Kromtech Security says it's found more than 4000 ElastiSearch servers hosting files related to AlinaPOS and JackPOS, both strains of point-of-sale malware.
The BlueBorne vulnerability in Bluetooth (whose discovery Armis Lab announced Tuesday) may have been addressed by both Microsoft and Google in their most recent patches, but estimated rates of susceptibility to attack through this vector are astonishingly high. More than five billion devices worldwide are thought vulnerable.

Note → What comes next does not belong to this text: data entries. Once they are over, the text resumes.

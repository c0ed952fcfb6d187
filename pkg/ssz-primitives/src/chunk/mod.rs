mod convert;
mod fmt;

#[cfg(feature = "borsh")]
mod borsh_impls;

#[cfg(feature = "rand")]
mod rand_impls;

#[cfg(feature = "serde")]
mod serde;

/// A 32-byte chunk, the unit of merkleization
///
/// A [`Chunk`] is either a leaf of the virtual merkle tree (a packed
/// primitive value, a padded byte slice, a child root) or an interior node
/// produced by [`hash_pair`][crate::hash_pair]. The bytes are opaque; any
/// endianness is applied by whoever writes them.
#[derive(Clone, Copy, PartialEq, Eq, PartialOrd, Ord, Default, Hash)]
#[cfg_attr(feature = "serde", derive(::serde::Serialize, ::serde::Deserialize))]
#[cfg_attr(feature = "serde", serde(transparent))]
pub struct Chunk(#[cfg_attr(feature = "serde", serde(with = "serde"))] pub(crate) [u8; 32]);

impl Chunk {
    /// The size of a chunk in bytes
    pub const SIZE: usize = 32;

    /// The all-zero chunk
    ///
    /// This doubles as the empty leaf: a subtree whose leaves are all
    /// [`Chunk::ZERO`] has a precomputable root at every height.
    pub const ZERO: Self = Self([0; 32]);

    /// The leaf encoding of `true`: a single `01` byte, zero-padded
    pub const TRUE: Self = {
        let mut bytes = [0; 32];
        bytes[0] = 1;
        Self(bytes)
    };

    /// The leaf encoding of `false` (identical to [`Chunk::ZERO`])
    pub const FALSE: Self = Self::ZERO;

    /// Create a new [`Chunk`] from its raw bytes
    #[inline]
    #[must_use]
    pub const fn new(bytes: [u8; 32]) -> Self {
        Self(bytes)
    }

    /// The leaf encoding of a `uint64`: little-endian in the first 8 bytes,
    /// zero-padded
    ///
    /// This is also the encoding of the length leaf mixed into
    /// variable-length collections.
    ///
    /// ```rust
    /// # use ssz_primitives::Chunk;
    /// let chunk = Chunk::from_u64_le(1);
    /// assert_eq!(chunk.as_bytes()[0], 1);
    /// assert_eq!(&chunk.as_bytes()[1..], [0; 31]);
    /// ```
    #[inline]
    #[must_use]
    pub fn from_u64_le(value: u64) -> Self {
        let mut bytes = [0; 32];
        bytes[..8].copy_from_slice(&value.to_le_bytes());
        Self(bytes)
    }

    /// A view of the chunk's bytes
    #[inline]
    #[must_use]
    pub const fn as_bytes(&self) -> &[u8; 32] {
        &self.0
    }

    /// The chunk's bytes by value
    #[inline]
    #[must_use]
    pub const fn to_bytes(self) -> [u8; 32] {
        self.0
    }

    /// Mutable access to the chunk's bytes
    #[inline]
    pub fn as_bytes_mut(&mut self) -> &mut [u8; 32] {
        &mut self.0
    }

    /// Whether every byte of this chunk is zero
    #[inline]
    #[must_use]
    pub fn is_zero(self) -> bool {
        self == Self::ZERO
    }

    /// Convert this [`Chunk`] to a hex string
    #[inline]
    #[must_use]
    pub fn to_hex(self) -> String {
        hex::encode(self.0)
    }
}

#[cfg(any(test, feature = "proptest"))]
mod proptest_impls {
    use super::Chunk;
    use ::proptest::{arbitrary::StrategyFor, prelude::*, strategy::Map};

    impl Arbitrary for Chunk {
        type Parameters = ();
        type Strategy = Map<StrategyFor<[u8; 32]>, fn([u8; 32]) -> Self>;

        fn arbitrary_with((): Self::Parameters) -> Self::Strategy {
            any::<[u8; 32]>().prop_map(|bytes| Self(bytes))
        }
    }
}
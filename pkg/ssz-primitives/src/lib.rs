#![warn(clippy::pedantic)]
#![allow(clippy::module_name_repetitions)]
#![allow(clippy::match_bool)]
#![allow(clippy::missing_panics_doc)]
#![allow(clippy::missing_errors_doc)]
#![allow(clippy::doc_markdown)]
#![deny(missing_docs)]

//! Leaf-level primitives for SSZ merkleization
//!
//! Everything in the hashing pipeline bottoms out in three things:
//!
//! - [`Chunk`], the 32-byte unit of merkleization
//! - [`hash_pair`], SHA-256 over the concatenation of two chunks
//! - the tree math in [`tree_math`] that maps leaf counts and type
//!   capacities to virtual tree widths
//!
//! ```rust
//! use ssz_primitives::{hash_pair, Chunk};
//!
//! let left = Chunk::from_u64_le(1);
//! let right = Chunk::from_u64_le(2);
//!
//! // parent nodes are always hash_pair(left, right)
//! let parent = hash_pair(&left, &right);
//! assert_ne!(parent, hash_pair(&right, &left));
//! ```

mod chunk;
mod hash;
pub mod tree_math;

#[cfg(feature = "test-api")]
pub use hash::{hash_count, reset_hash_count};

pub use chunk::Chunk;
pub use hash::{hash_bytes, hash_pair};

Equifax has cleared up the confusion over which vulnerability attackers used in their massive theft of the credit bureau's data. It was the earlier Apache Struts vulnerability, CVE-2017-5638, which was patched in April, some two months before Equifax sustained its attack. There's some piling-on in progress. Rival credit bureau Experian complains that Equifax's clumsy disclosures have impeded Experian's ability to ensure the security of the data it holds. And there's been unseemly Schadenfreude over Equifax's choice of passwords for admin accounts (username "admin," password, "admin," too).
SAP, Adobe, and Google all joined Microsoft in patching this week.
In industry news, AppGuard announces that it's closed a $30 million round of Series B funding. Silent Circle is buying Kesala, and Thales announces its purchase of Guavus. Brocade's acquisition by Broadcom is proving rocky for employees, reports indicate.
And the US Department of Homeland Security has issued a binding order telling all US Government agencies to stop using Kaspersky software within the next ninety days. The DHS judgment is that Kaspersky is too close to the FSB to be worth the security risk.